The interface is nice, it harks back to earlier versions with its start menu. Two observations though –
- taking control over your computer’s bios is different on Windows 10 ( and on 8, but in tweeking privacy settings after upgrading to 10, I just never realized the difference ) than it was with other, earlier versions of Windows. More later on that – its labor day, so elaborating seems too much like work – but it has to do with BIOS configurations (in UEFI enabled systems) being gone. UEFI What?!
More on that here:
- the second thing I learned – or really realized is – Windows 10 allows
you to do is allowother private computers to download things (things?, what things?) from your computer. That is, other private computers are going to get updates from your computer acting as a server.
Who what now?
I noticed it after installation, as things were *slightly* slower. At times, significantly so. My network is new and tests out fine. My system is a couple of years old, with upgraded ram, off-board graphics, fairly clean and with a rock solid anti-virus – I am running in “undetectable mode.” ‘Cept when I’m not. Such as after upgrading to 10. When I say significantly so, that means significantly slow for me to care to write about it.

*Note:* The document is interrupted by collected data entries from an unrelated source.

use super::*;
use std::ops::{Index, IndexMut};

impl<T> Matrix<T> {
    // Get shape
    pub fn shape(&self) -> &Shape {
        &self.shape
    }

    pub fn n_rows(&self) -> usize {
        self.shape.rows()
    }

    pub fn n_cols(&self) -> usize {
        self.shape.cols()
    }

    /// Total number of elements.
    pub fn len(&self) -> usize {
        self.shape.len()
    }

    /// Returns true if the matrix holds no elements.
    pub fn is_empty(&self) -> bool {
        self.shape.is_empty()
    }

    fn offset(&self, i: usize, j: usize) -> Result<usize> {
        if i >= self.shape.rows() || j >= self.shape.cols() {
            return Err(MatrixError::IndexOutOfRange {
                index: Position::Pair(i, j),
                shape: self.shape,
            });
        }
        Ok(i * self.shape.cols() + j)
    }

    fn check_linear(&self, idx: usize) -> Result<usize> {
        if idx >= self.data.len() {
            return Err(MatrixError::IndexOutOfRange {
                index: Position::Linear(idx),
                shape: self.shape,
            });
        }
        Ok(idx)
    }

    /// Mutable reference to the element at row `i` and column `j`.
    pub fn element_mut(&mut self, i: usize, j: usize) -> Result<&mut T> {
        let offset = self.offset(i, j)?;
        Ok(&mut self.data[offset])
    }

    /// Mutable reference to the element at linear (row-major) index `idx`.
    pub fn element_at_mut(&mut self, idx: usize) -> Result<&mut T> {
        let idx = self.check_linear(idx)?;
        Ok(&mut self.data[idx])
    }

    pub fn as_slice(&self) -> &[T] {
        &self.data
    }

    /// Mutable access to the underlying storage. Writes bypass bounds and shape validation.
    pub fn as_mut_slice(&mut self) -> &mut [T] {
        &mut self.data
    }

    /// Consumes the matrix and returns its elements in row-major order.
    pub fn into_vec(self) -> Vec<T> {
        self.data
    }

    /// Returns row `i` as a slice.
    ///
    /// # Panics
    /// Panics if `i` is not a valid row.
    pub fn row(&self, i: usize) -> &[T] {
        let cols = self.shape.cols();
        &self.data[i * cols..(i + 1) * cols]
    }

    /// Raw pointer to the first element of row `i`.
    ///
    /// This is a low-level escape hatch for hot loops and is never validated: the pointer is
    /// computed with wrapping arithmetic and may point outside the buffer when `i` is out of
    /// range. Dereferencing it is only sound while `i < n_rows()`, for at most `n_cols()`
    /// elements, and while the matrix is neither mutated nor dropped.
    pub fn row_ptr(&self, i: usize) -> *const T {
        self.data.as_ptr().wrapping_add(i * self.shape.cols())
    }

    /// Changes the dimensions keeping the element count and the row-major element order.
    /// Returns an error if `rows * cols` differs from the current element count.
    pub fn set_shape(&mut self, rows: usize, cols: usize) -> Result<()> {
        let new_shape = Shape::new(rows, cols);
        if !self.is_reshapeable(&new_shape) {
            return Err(MatrixError::ReshapeImpossible {
                from: self.shape,
                to: new_shape,
            });
        }

        log::debug!("reshaping matrix {} -> {}", self.shape, new_shape);
        self.shape = new_shape;
        Ok(())
    }

    /// Same as [`Matrix::set_shape`].
    pub fn resize(&mut self, rows: usize, cols: usize) -> Result<()> {
        self.set_shape(rows, cols)
    }

    /// Consuming variant of [`Matrix::set_shape`].
    pub fn reshape(mut self, rows: usize, cols: usize) -> Result<Self> {
        self.set_shape(rows, cols)?;
        Ok(self)
    }

    /// Returns true if the matrix can be reshaped to `shape` without changing its element count.
    pub fn is_reshapeable(&self, shape: &Shape) -> bool {
        self.shape.len() == shape.len()
    }
}

impl<T: Copy> Matrix<T> {
    /// Element at row `i` and column `j`.
    pub fn element(&self, i: usize, j: usize) -> Result<T> {
        let offset = self.offset(i, j)?;
        Ok(self.data[offset])
    }

    /// Element at linear (row-major) index `idx`.
    pub fn element_at(&self, idx: usize) -> Result<T> {
        let idx = self.check_linear(idx)?;
        Ok(self.data[idx])
    }

    pub fn set_element(&mut self, value: T, i: usize, j: usize) -> Result<()> {
        *self.element_mut(i, j)? = value;
        Ok(())
    }

    pub fn set_element_at(&mut self, value: T, idx: usize) -> Result<()> {
        *self.element_at_mut(idx)? = value;
        Ok(())
    }

    /// Overwrites all elements with `values` given in row-major order, keeping the shape.
    pub fn set_elements(&mut self, values: &[T]) -> Result<()> {
        if values.len() != self.data.len() {
            return Err(MatrixError::ElementCountMismatch {
                expected: self.data.len(),
                actual: values.len(),
            });
        }
        self.data.copy_from_slice(values);
        Ok(())
    }

    /// Copies the elements of `other` into this matrix, keeping this matrix' shape.
    /// Both matrices must hold the same number of elements.
    pub fn copy_from(&mut self, other: &Matrix<T>) -> Result<()> {
        self.set_elements(&other.data)
    }
}

impl<T> Index<usize> for Matrix<T> {
    type Output = T;

    fn index(&self, idx: usize) -> &T {
        &self.data[idx]
    }
}

impl<T> IndexMut<usize> for Matrix<T> {
    fn index_mut(&mut self, idx: usize) -> &mut T {
        &mut self.data[idx]
    }
}

impl<T> Index<(usize, usize)> for Matrix<T> {
    type Output = T;

    fn index(&self, (i, j): (usize, usize)) -> &T {
        &self.data[i * self.shape.cols() + j]
    }
}

impl<T> IndexMut<(usize, usize)> for Matrix<T> {
    fn index_mut(&mut self, (i, j): (usize, usize)) -> &mut T {
        let cols = self.shape.cols();
        &mut self.data[i * cols + j]
    }
}

#[cfg(test)]
mod tests {
    use super::*;

    #[test]
    fn test_checked_access() -> Result<()> {
        let mut m = matrix![[1, 2, 3], [4, 5, 6]];

        assert_eq!(m.element(0, 2)?, 3);
        assert_eq!(m.element_at(4)?, 5);

        *m.element_mut(1, 1)? = 50;
        m.set_element_at(60, 5)?;
        m.set_element(10, 0, 0)?;

        assert_eq!(m, matrix![[10, 2, 3], [4, 50, 60]]);

        Ok(())
    }

    #[test]
    fn test_out_of_range_access() {
        let mut m = Matrix::<f32>::zeros((2, 3));

        assert_eq!(
            m.element(2, 0),
            Err(MatrixError::IndexOutOfRange {
                index: Position::Pair(2, 0),
                shape: Shape::new(2, 3)
            })
        );
        assert!(m.element(0, 3).is_err());
        assert!(m.element_at(6).is_err());
        assert!(m.element_at_mut(6).is_err());
        assert!(m.set_element(1.0, 5, 5).is_err());
        assert_eq!(m, Matrix::zeros((2, 3)));
    }

    #[test]
    fn test_unchecked_indexing() {
        let mut m = matrix![[1, 2], [3, 4]];
        m[(1, 0)] += 10;
        m[3] *= 2;

        assert_eq!(m[(1, 0)], 13);
        assert_eq!(m[1], 2);
        assert_eq!(m.row(1), &[13, 8]);
    }

    #[test]
    #[should_panic]
    fn test_unchecked_indexing_panics_past_the_end() {
        let m = Matrix::<i32>::zeros((2, 2));
        let _value = m[4];
    }

    #[test]
    fn test_row_ptr_points_at_row_start() {
        let m = matrix![[1, 2, 3], [4, 5, 6]];
        let ptr = m.row_ptr(1);
        // SAFETY: row 1 exists and holds three elements.
        let row = unsafe { std::slice::from_raw_parts(ptr, m.n_cols()) };
        assert_eq!(row, &[4, 5, 6]);
    }

    #[test]
    fn test_set_shape() -> Result<()> {
        let mut m = Matrix::<f64>::zeros((2, 3));
        m.set_shape(3, 2)?;
        assert_eq!(*m.shape(), Shape::new(3, 2));

        let err = m.set_shape(2, 2).unwrap_err();
        assert_eq!(
            err,
            MatrixError::ReshapeImpossible {
                from: Shape::new(3, 2),
                to: Shape::new(2, 2)
            }
        );
        assert_eq!(*m.shape(), Shape::new(3, 2));

        Ok(())
    }

    #[test]
    fn test_reshape_preserves_linear_order() -> Result<()> {
        let m = Matrix::from_vec((0..6).collect(), 2, 3)?.reshape(3, 2)?;
        assert_eq!(m, matrix![[0, 1], [2, 3], [4, 5]]);

        let mut column = m.clone();
        column.resize(6, 1)?;
        assert_eq!(column.as_slice(), m.as_slice());

        Ok(())
    }

    #[test]
    fn test_set_elements_and_copy_from() -> Result<()> {
        let mut m = Matrix::<i32>::zeros((2, 2));
        m.set_elements(&[1, 2, 3, 4])?;
        assert_eq!(m, matrix![[1, 2], [3, 4]]);

        assert!(m.set_elements(&[1, 2, 3]).is_err());
        assert_eq!(m, matrix![[1, 2], [3, 4]]);

        let column = Matrix::from_column(vec![9, 8, 7, 6]);
        m.copy_from(&column)?;
        assert_eq!(m, matrix![[9, 8], [7, 6]]);

        assert_eq!(
            m.copy_from(&Matrix::zeros((3, 1))),
            Err(MatrixError::ElementCountMismatch {
                expected: 4,
                actual: 3
            })
        );
        assert_eq!(m.into_vec(), vec![9, 8, 7, 6]);

        Ok(())
    }
}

Here’s a good synopsis – and how to stop it:
Windows 10 includes a new peer-to-peer download feature for updates and Windows Store apps. By default, Windows will automatically use your PC’s Internet connection to upload updates, hiding the option to disable this five clicks deep in the operating system.
You can continue to use peer-to-peer updates on your local network, but you may not want to waste upload bandwidth to help reduce Microsoft’s bandwidth bills. This is especially true if you have data caps on your Internet connection.
How does this “private PC acting as server under and for Windows 10” thing relly affect things? For Microsoft? (They save bandwidth). But I don’t like it.